A Celebration of Irish women poets on Bloomsday 2020

‘Words Like Stars’ by Roisin Ní Neachtain

How they flow unformed
Then fix themselves like the stars
Shivering and held up
Worshipped

And I
And they
Staggering and squawking
Sweating and squabbling

Night and day

Wobbling words
Singing

Dust

Dust

Dust

Corrosive mantles
Wrought to a stain

Stain us
Stain the water to the earth
Hold these shapes in stasis

Their lungs sooty and quivering
How they wake songs in the trenches
And beg for absolution

© Roisin Ní Neachtain

 


Anora Mansour is a graduate of the University of Oxford. She lives between Oxford and Dublin. She has been published in a collection of Jazz Poems, various online sites, and has her own published collection of poetry and blog. She is African-American and Irish.



© Jade Riordan


Mythical Night

Oh Night, oh calm and mythical night,
Have you not seen the moon? How bright!
‘Tis not the sun but the twilight,
To the earth holding tight.

How soothing!

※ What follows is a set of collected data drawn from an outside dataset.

//! # Finalization
//!
//! The finalizer keeps a deleted `KeycloakClient` around until its remote
//! client is gone. The terminal pass deletes the remote client, unless the
//! preserve annotation is set, and then releases the finalizer.

use crate::constants::{FIELD_MANAGER, FINALIZER_NAME};
use crate::controller::reconciler::reconcile::{next_status, plan_next_attempt};
use crate::controller::reconciler::status::write_status;
use crate::controller::reconciler::types::{Reconciler, ReconcilerError};
use crate::crd::KeycloakClient;
use crate::keycloak::KeycloakConnector;
use crate::observability;
use anyhow::{Context, Result};
use kube::api::{Patch, PatchParams};
use kube::{Api, ResourceExt};
use kube_runtime::controller::Action;
use tracing::{debug, info, warn};

/// What the terminal pass did to the remote client
#[derive(Debug, Clone, PartialEq, Eq)]
pub enum DeletionOutcome {
    /// Preserve annotation set; nothing was sent to Keycloak
    Preserved,
    /// Remote client with this UUID was deleted
    Deleted(String),
    /// No remote client existed
    AlreadyGone,
}

#[must_use]
pub fn has_finalizer(document: &KeycloakClient) -> bool {
    document.finalizers().iter().any(|f| f == FINALIZER_NAME)
}

/// Delete the remote client a document owns
///
/// The UUID recorded in status is used when present; otherwise the client is
/// looked up by `clientId`. Not-found counts as done.
///
/// # Errors
/// Connection failures and failed Keycloak calls.
pub async fn delete_remote_client(
    connector: &dyn KeycloakConnector,
    document: &KeycloakClient,
) -> Result<DeletionOutcome> {
    if document.preserve_resources_on_deletion() {
        return Ok(DeletionOutcome::Preserved);
    }

    let spec = &document.spec;
    let api = connector
        .connect()
        .await
        .context("Failed to connect to Keycloak")?;

    let client_uuid = match document.remote_client_uuid() {
        Some(uuid) => uuid.to_string(),
        None => {
            let found = api
                .get_client(&spec.realm, &spec.client_id)
                .await
                .with_context(|| format!("Failed to look up client {:?}", spec.client_id))?;
            match found.and_then(|client| client.id) {
                Some(uuid) => uuid,
                None => return Ok(DeletionOutcome::AlreadyGone),
            }
        }
    };

    match api.delete_client(&spec.realm, &client_uuid).await {
        Ok(()) => Ok(DeletionOutcome::Deleted(client_uuid)),
        Err(e) if e.is_not_found() => Ok(DeletionOutcome::AlreadyGone),
        Err(e) => Err(e).with_context(|| {
            format!(
                "Failed to delete client {:?} from realm {:?}",
                spec.client_id, spec.realm
            )
        }),
    }
}

/// Add the finalizer if it is missing
pub async fn ensure_finalizer(api: &Api<KeycloakClient>, document: &KeycloakClient) -> Result<()> {
    if has_finalizer(document) {
        return Ok(());
    }
    let mut finalizers = document.finalizers().to_vec();
    finalizers.push(FINALIZER_NAME.to_string());
    patch_finalizers(api, document, finalizers).await?;
    debug!(resource.name = document.name_any().as_str(), "Added finalizer");
    Ok(())
}

/// Drop the finalizer so the document can go away
pub async fn remove_finalizer(api: &Api<KeycloakClient>, document: &KeycloakClient) -> Result<()> {
    let finalizers: Vec<String> = document
        .finalizers()
        .iter()
        .filter(|f| *f != FINALIZER_NAME)
        .cloned()
        .collect();
    patch_finalizers(api, document, finalizers).await
}

async fn patch_finalizers(
    api: &Api<KeycloakClient>,
    document: &KeycloakClient,
    finalizers: Vec<String>,
) -> Result<()> {
    let name = document.name_any();
    // resourceVersion turns the merge patch into a conditional update
    let patch = serde_json::json!({
        "metadata": {
            "finalizers": finalizers,
            "resourceVersion": document.resource_version(),
        }
    });
    api.patch(&name, &PatchParams::apply(FIELD_MANAGER), &Patch::Merge(patch))
        .await
        .with_context(|| format!("Failed to update finalizers of KeycloakClient {name}"))?;
    Ok(())
}

/// Terminal pass for a document that is being deleted
pub async fn finalize(
    api: &Api<KeycloakClient>,
    document: &KeycloakClient,
    ctx: &Reconciler,
) -> Result<Action, ReconcilerError> {
    let name = document.name_any();
    if !has_finalizer(document) {
        return Ok(Action::await_change());
    }

    match delete_remote_client(ctx.connector.as_ref(), document).await {
        Ok(outcome) => {
            match &outcome {
                DeletionOutcome::Preserved => info!(
                    "🗑️  KeycloakClient {} deleted, keeping client {:?} in Keycloak (preserve annotation set)",
                    name, document.spec.client_id
                ),
                DeletionOutcome::Deleted(uuid) => info!(
                    "🗑️  Deleted client {:?} ({}) from realm {:?}",
                    document.spec.client_id, uuid, document.spec.realm
                ),
                DeletionOutcome::AlreadyGone => info!(
                    "🗑️  Client {:?} no longer exists in realm {:?}",
                    document.spec.client_id, document.spec.realm
                ),
            }
            remove_finalizer(api, document).await?;
            Ok(Action::await_change())
        }
        Err(e) => {
            let result: Result<()> = Err(e);
            let plan = plan_next_attempt(&result, document.failure_count(), &ctx.config);
            warn!(
                resource.name = name.as_str(),
                error = plan.value.as_str(),
                "❌ Failed to delete remote client, retrying in {}s",
                plan.requeue_after.as_secs()
            );
            observability::metrics::increment_reconciliation_errors();

            let previous = document.status.clone().unwrap_or_default();
            let status = next_status(
                Some(&previous),
                &plan,
                None,
                previous.observed_generation,
                previous.conditions.clone(),
                chrono::Utc::now(),
            );
            if let Err(e) = write_status(api, &name, &status).await {
                warn!("Failed to record deletion failure: {:#}", e);
            }

            observability::metrics::increment_requeues_total(plan.requeue_reason());
            Ok(Action::requeue(plan.requeue_after))
        }
    }
}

Cool and warm in winter’s night,
Calling it the noon, ‘‘tis all right’’
See the stars twinkling at height,
A moth gently flying around a streetlight.

The trees singing in a soft breeze,
And their shadows dancing in sweet harmony,
Tomorrow night all trees shall freeze,
But tonight listen to the crickets humming their lullaby in melody.